Body image is complicated for a child of someone with an eating disorder. My mom has suffered from anorexia for thirty years. I think it warps your idea of what is a thin weight. I remember my mom watching Food Network all the time, yet barely eating 1,000 calories a day. I remember my mom making us one small sliver of steak and a tiny red baked potato almost every day. She didn’t know what a normal meal was. We would fill ourselves with gushers, potato chips, and anything else we could. I don’t think I recognized then what I do now.
In high school, I was naturally thin. I rarely exercised, but was just naturally small. In my senior year, I started eating at Moe’s Mexican Restaurant. I would come home, and my mom would comment:
“If you keep eating Moe’s, you’ll get fat.”
It never really occurred to me that this was unhealthy behavior.
My freshman year of college, I gained 15-20 lbs. The freshman 15. It never concerned me until I went home. My mom would make comments:
“I told you. You need to start exercising.”
I didn’t get into the exercising thing until sophomore year. I remember walking around campus, feeling incredibly fat. I was at a weight that I had never been before. I didn’t know about the BMI. I didn’t know what a healthy weight for my height was.
I spent my junior and senior year exercising every day, running several miles a day, counting my calories. My example had always been my mother. She, she ran for miles a day, eating even less than I did. No matter how much I exercised or how little I ate, I could never get to the weight I wanted to be. I could never get my stomach to be flat.
My example had been my mom. As young girls, our example is always our mother. My mom ate so little. Until I was 24, I didn’t think about my mom’s illness in terms of how it affected me. I didn’t realize that her behavior was controlling behavior. Not only did she want to control her own weight–she wanted to control mine.
When I was 23, I was in a relationship with a guy who was into weight. “I like how thin you are,” he commented. He would obsess over the fat in my arms that I couldn’t seem to get rid of. He obsessed over weight. My weight, in particular.
When he broke up with me, I rebelled. I didn’t necessarily gain weight, but my perspective changed.
I could say 24 was my turning point. For almost six years, I had obsessed over weight. I had exercised every day. I was my mother, it just hadn’t caught up to me. “Why am I doing this? Why do I care so much about my weight?” I realized. Then I stopped. I just stopped caring. I didn’t gain weight necessarily. I just started to eat what I wanted. I didn’t stop eating at 3pm. I didn’t work out every day. Something in my mind just switched. I stopped looking in the mirror and obsessing.
I know that not everyone has this moment, but somehow, I did.

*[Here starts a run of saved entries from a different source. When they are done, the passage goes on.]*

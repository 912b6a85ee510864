//! strand daemon and utility CLI.

use std::path::PathBuf;
use std::sync::Arc;

use anyhow::{Context, Result};
use clap::{Parser, Subcommand};
use strand_blobs::{ingest_file, BlobStore};
use strand_engine::{Engine, EngineConfig, MemoryDht};
use tracing_subscriber::EnvFilter;

#[derive(Parser)]
#[command(name = "strand", about = "Peer-to-peer content distribution engine")]
struct Cli {
    /// Path to the TOML config file.
    #[arg(long, default_value = "strand.toml")]
    config: PathBuf,

    /// Override the configured data directory.
    #[arg(long)]
    data_dir: Option<PathBuf>,

    #[command(subcommand)]
    command: Command,
}

#[derive(Subcommand)]
enum Command {
    /// Generate an author identity and store it under the data directory.
    GenKey,
    /// Chunk, encrypt, and store a file; prints the file entry JSON.
    Ingest {
        /// File to ingest.
        file: PathBuf,
    },
    /// Run the engine: blob server, subscription polling, downloads.
    Serve,
}

#[tokio::main]
async fn main() -> Result<()> {
    tracing_subscriber::fmt()
        .with_env_filter(EnvFilter::try_from_default_env().unwrap_or_else(|_| "info".into()))
        .init();

    let cli = Cli::parse();
    let mut config = EngineConfig::load(&cli.config);
    if let Some(data_dir) = cli.data_dir {
        config.data_dir = data_dir;
    }

    match cli.command {
        Command::GenKey => {
            let key = strand_engine::keys::generate();
            strand_engine::keys::save_key(&config.data_dir.join("keys"), &key)
                .context("failed to save key")?;
            let output = serde_json::json!({
                "publicKey": strand_engine::keys::public_hex(&key),
                "secretKey": strand_engine::keys::secret_hex(&key),
            });
            println!("{}", serde_json::to_string_pretty(&output)?);
        }
        Command::Ingest { file } => {
            let store = BlobStore::open(
                config.data_dir.join("blobs"),
                config.store_capacity_bytes,
            )
            .context("failed to open blob store")?;
            let outcome = ingest_file(&store, &file)
                .await
                .context("failed to ingest file")?;
            tracing::info!(blobs = outcome.blob_count, "ingest complete");
            println!("{}", serde_json::to_string_pretty(&outcome.entry)?);
        }
        Command::Serve => {
            // The DHT routing table is an external collaborator; the bundled
            // in-memory implementation serves single-node and test setups.
            let dht = Arc::new(MemoryDht::new());
            let (engine, mut events) = Engine::start(config, dht)
                .await
                .context("failed to start engine")?;
            tracing::info!(listen_addr = %engine.listen_addr(), "serving");

            loop {
                tokio::select! {
                    _ = tokio::signal::ctrl_c() => {
                        tracing::info!("shutting down");
                        break;
                    }
                    Some(event) = events.recv() => {
                        tracing::info!(?event, "engine event");
                    }
                }
            }
        }
    }
    Ok(())
}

I’m 26 now. My mom has been treated in a psychiatric hospital for the last eight weeks, and I desperately wish she had this switch that she could turn off. I’ve told her about my turning point. I told her about the day everything changed for me. The truth is after thirty years, she may never have that day. Her eating habits, her controlling habits, and her warped reality may never change after thirty years. But mine can.
We mimic habits of our mothers about food. It probably didn’t help that my mother would project her feelings about weight onto her children. She would comment on my weight. She would comment when I lost weight. She saw all those behaviors in me. I’m not sure what she thinks of it now. I’m not sure if she realizes how it affects her children.
I would never say I had an eating disorder. I think I mimicked a lot of behaviors of my mother. I think my body image was warped. I saw fat. When I look in the mirror today, I don’t see any of that. I see a normal woman within the bounds of BMI. I eat what I want to eat. I exercise when I need to exercise. I think about weight with a healthy attitude.
My mom is an addict. She’s addicted to these controlling eating behaviors. One day, I realized I couldn’t become her. And I changed.